■ **Required action**
Given the material below, return only the lines starting at the line with "alters committed pixels." and ending at the line with "inside the buffer", exactly as they appear.

■ **Material to process**
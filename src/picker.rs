//! Magnifier and color picker
//!
//! A movable loupe: a square window of committed pixels is magnified
//! eightfold into a view, with a pixel grid, a highlight on the picked
//! pixel, and a caption panel naming the position and its color. The
//! overlay is drawn onto a throwaway clone of the committed buffer, so
//! showing and moving it never alters committed pixels.

use crate::buffer::PixelBuffer;
use crate::color::Color;
use crate::point::{Point, RoundMode, Size};
use crate::rect::Rect;
use crate::text::{draw_text, text_width, FONT_HEIGHT};

/// Magnification, as a power of two
pub const ZOOM_LEVEL: u32 = 3;
/// Side of the sampled window, in buffer pixels; odd so the picked
/// pixel sits in the middle
pub const ZOOM_WINDOW: f64 = 33.0;

/// Overlay tint for the pixel grid
fn grid_color() -> Color {
    Color::from_u8(33, 33, 33, 50)
}
/// Overlay tint for the caption panel
fn panel_color() -> Color {
    Color::from_u8(33, 33, 33, 100)
}

/// Loupe state: where it points and whether it is shown
#[derive(Debug, Clone)]
pub struct Picker {
    zoom_level: u32,
    window: Size,
    visible: bool,
    point: Option<Point>,
}

impl Default for Picker {
    fn default() -> Self {
        Picker::new()
    }
}

impl Picker {
    pub fn new() -> Self {
        Picker {
            zoom_level: ZOOM_LEVEL,
            window: Size::new(ZOOM_WINDOW, ZOOM_WINDOW),
            visible: false,
            point: None,
        }
    }
    pub fn visible(&self) -> bool {
        self.visible
    }
    pub fn show(&mut self) {
        self.visible = true;
    }
    pub fn hide(&mut self) {
        self.visible = false;
    }
    /// Flip visibility; returns the new state
    pub fn toggle(&mut self) -> bool {
        self.visible = !self.visible;
        self.visible
    }
    pub fn point(&self) -> Option<Point> {
        self.point
    }
    /// Side of one magnified cell, in view pixels
    pub fn zoom_unit(&self) -> f64 {
        (1i64 << self.zoom_level) as f64
    }
    /// Size of the magnified view
    pub fn view_size(&self) -> Size {
        self.window.shift_left(self.zoom_level)
    }
    /// Aim the loupe at `p`, clamped into a buffer of `bounds` pixels
    /// and rounded onto the grid
    pub fn set_point(&mut self, p: Point, bounds: Size) {
        let rect = Rect::new(Point::origin(), Size::new(bounds.width - 1.0, bounds.height - 1.0));
        self.point = Some(p.constrain(rect).round(RoundMode::Round));
    }
    /// Move the aim by whole pixels, staying inside the buffer
    pub fn nudge(&mut self, dx: f64, dy: f64, bounds: Size) {
        if let Some(p) = self.point {
            self.set_point(p.add_xy(dx, dy), bounds);
        }
    }
    /// Origin of the sampled window, shifted so the window lies fully
    /// inside a buffer of `bounds` pixels whenever it fits
    pub fn window_origin(&self, bounds: Size) -> Option<Point> {
        self.point.map(|p| Self::centered_origin(p, self.window, bounds))
    }
    /// Origin of the magnified view, placed like the window but with
    /// the view's footprint
    pub fn view_origin(&self, bounds: Size) -> Option<Point> {
        self.point.map(|p| Self::centered_origin(p, self.view_size(), bounds))
    }
    fn centered_origin(p: Point, size: Size, bounds: Size) -> Point {
        let half = size.scale(0.5);
        let room = Rect::new(
            Point::origin(),
            Size::new(bounds.width - size.width, bounds.height - size.height),
        );
        (p - half).constrain(room).round(RoundMode::Round)
    }
    /// View-space corner of the magnified cell covering the picked
    /// pixel
    pub fn pick_in_view(&self, bounds: Size) -> Option<Point> {
        let p = self.point?;
        let window = self.window_origin(bounds)?;
        let view = self.view_origin(bounds)?;
        Some(view + (p - window).shift_left(self.zoom_level))
    }
    /// Picked position and the committed color under it
    pub fn sample(&self, committed: &PixelBuffer) -> Option<(Point, Color)> {
        let p = self.point?;
        let color = committed.get_point(p).ok()?;
        Some((p, color))
    }
    /// Draw the loupe onto `buf`.
    ///
    /// `buf` must be a clone of the committed buffer: the sampled
    /// window is read from it before anything is drawn. Hidden or
    /// unaimed pickers draw nothing.
    pub fn draw_overlay(&self, buf: &mut PixelBuffer) {
        if !self.visible {
            return;
        }
        let point = match self.point {
            Some(p) => p,
            None => return,
        };
        let bounds = buf.size();
        let sample = match buf.get_point(point) {
            Ok(c) => c,
            Err(_) => return,
        };
        let stroke = sample.to_rgb().reverse_black_or_white();
        let window = Self::centered_origin(point, self.window, bounds);
        let view = Self::centered_origin(point, self.view_size(), bounds);
        let Size { width: vw, height: vh } = self.view_size();

        // magnified window first; it must not include the overlay
        let zoomed = buf.zoom_region(Rect::new(window, self.window), self.zoom_level);
        buf.blit(&zoomed, view);
        buf.outline_rect(Rect::new(view, self.view_size()), stroke);

        let cell = self.zoom_unit();
        let mut k = cell;
        while k < vw {
            buf.fill_rect_blend(Rect::xywh(view.x + k, view.y, 1.0, vh), grid_color());
            k += cell;
        }
        let mut k = cell;
        while k < vh {
            buf.fill_rect_blend(Rect::xywh(view.x, view.y + k, vw, 1.0), grid_color());
            k += cell;
        }

        let pick = view + (point - window).shift_left(self.zoom_level);
        buf.outline_rect(Rect::new(pick, Size::new(cell, cell)), stroke);

        buf.fill_rect_blend(Rect::xywh(view.x, view.y + vh * 0.7, vw, vh * 0.3), panel_color());
        let position = format!("({}, {})", point.x, point.y);
        let color = format!("{}", sample);
        self.caption(buf, view, &position, 0.8, stroke);
        self.caption(buf, view, &color, 0.95, stroke);
    }
    /// One centered caption line; `baseline` is the fraction of the
    /// view height where the glyph bottoms land
    fn caption(&self, buf: &mut PixelBuffer, view: Point, s: &str, baseline: f64, color: Color) {
        let Size { width: vw, height: vh } = self.view_size();
        let x = view.x + (vw - text_width(s) as f64) / 2.0;
        let y = view.y + vh * baseline - FONT_HEIGHT as f64;
        draw_text(buf, x.round() as i64, y.round() as i64, s, color);
    }
}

■ **Answer for this exercise**
//! showing and moving it never alters committed pixels.

use crate::buffer::PixelBuffer;
use crate::color::Color;
use crate::point::{Point, RoundMode, Size};
use crate::rect::Rect;
use crate::text::{draw_text, text_width, FONT_HEIGHT};

/// Magnification, as a power of two
pub const ZOOM_LEVEL: u32 = 3;
/// Side of the sampled window, in buffer pixels; odd so the picked
/// pixel sits in the middle
pub const ZOOM_WINDOW: f64 = 33.0;

/// Overlay tint for the pixel grid
fn grid_color() -> Color {
    Color::from_u8(33, 33, 33, 50)
}
/// Overlay tint for the caption panel
fn panel_color() -> Color {
    Color::from_u8(33, 33, 33, 100)
}

/// Loupe state: where it points and whether it is shown
#[derive(Debug, Clone)]
pub struct Picker {
    zoom_level: u32,
    window: Size,
    visible: bool,
    point: Option<Point>,
}

impl Default for Picker {
    fn default() -> Self {
        Picker::new()
    }
}

impl Picker {
    pub fn new() -> Self {
        Picker {
            zoom_level: ZOOM_LEVEL,
            window: Size::new(ZOOM_WINDOW, ZOOM_WINDOW),
            visible: false,
            point: None,
        }
    }
    pub fn visible(&self) -> bool {
        self.visible
    }
    pub fn show(&mut self) {
        self.visible = true;
    }
    pub fn hide(&mut self) {
        self.visible = false;
    }
    /// Flip visibility; returns the new state
    pub fn toggle(&mut self) -> bool {
        self.visible = !self.visible;
        self.visible
    }
    pub fn point(&self) -> Option<Point> {
        self.point
    }
    /// Side of one magnified cell, in view pixels
    pub fn zoom_unit(&self) -> f64 {
        (1i64 << self.zoom_level) as f64
    }
    /// Size of the magnified view
    pub fn view_size(&self) -> Size {
        self.window.shift_left(self.zoom_level)
    }
    /// Aim the loupe at `p`, clamped into a buffer of `bounds` pixels
    /// and rounded onto the grid
    pub fn set_point(&mut self, p: Point, bounds: Size) {
        let rect = Rect::new(Point::origin(), Size::new(bounds.width - 1.0, bounds.height - 1.0));
        self.point = Some(p.constrain(rect).round(RoundMode::Round));
    }
    /// Move the aim by whole pixels, staying inside the buffer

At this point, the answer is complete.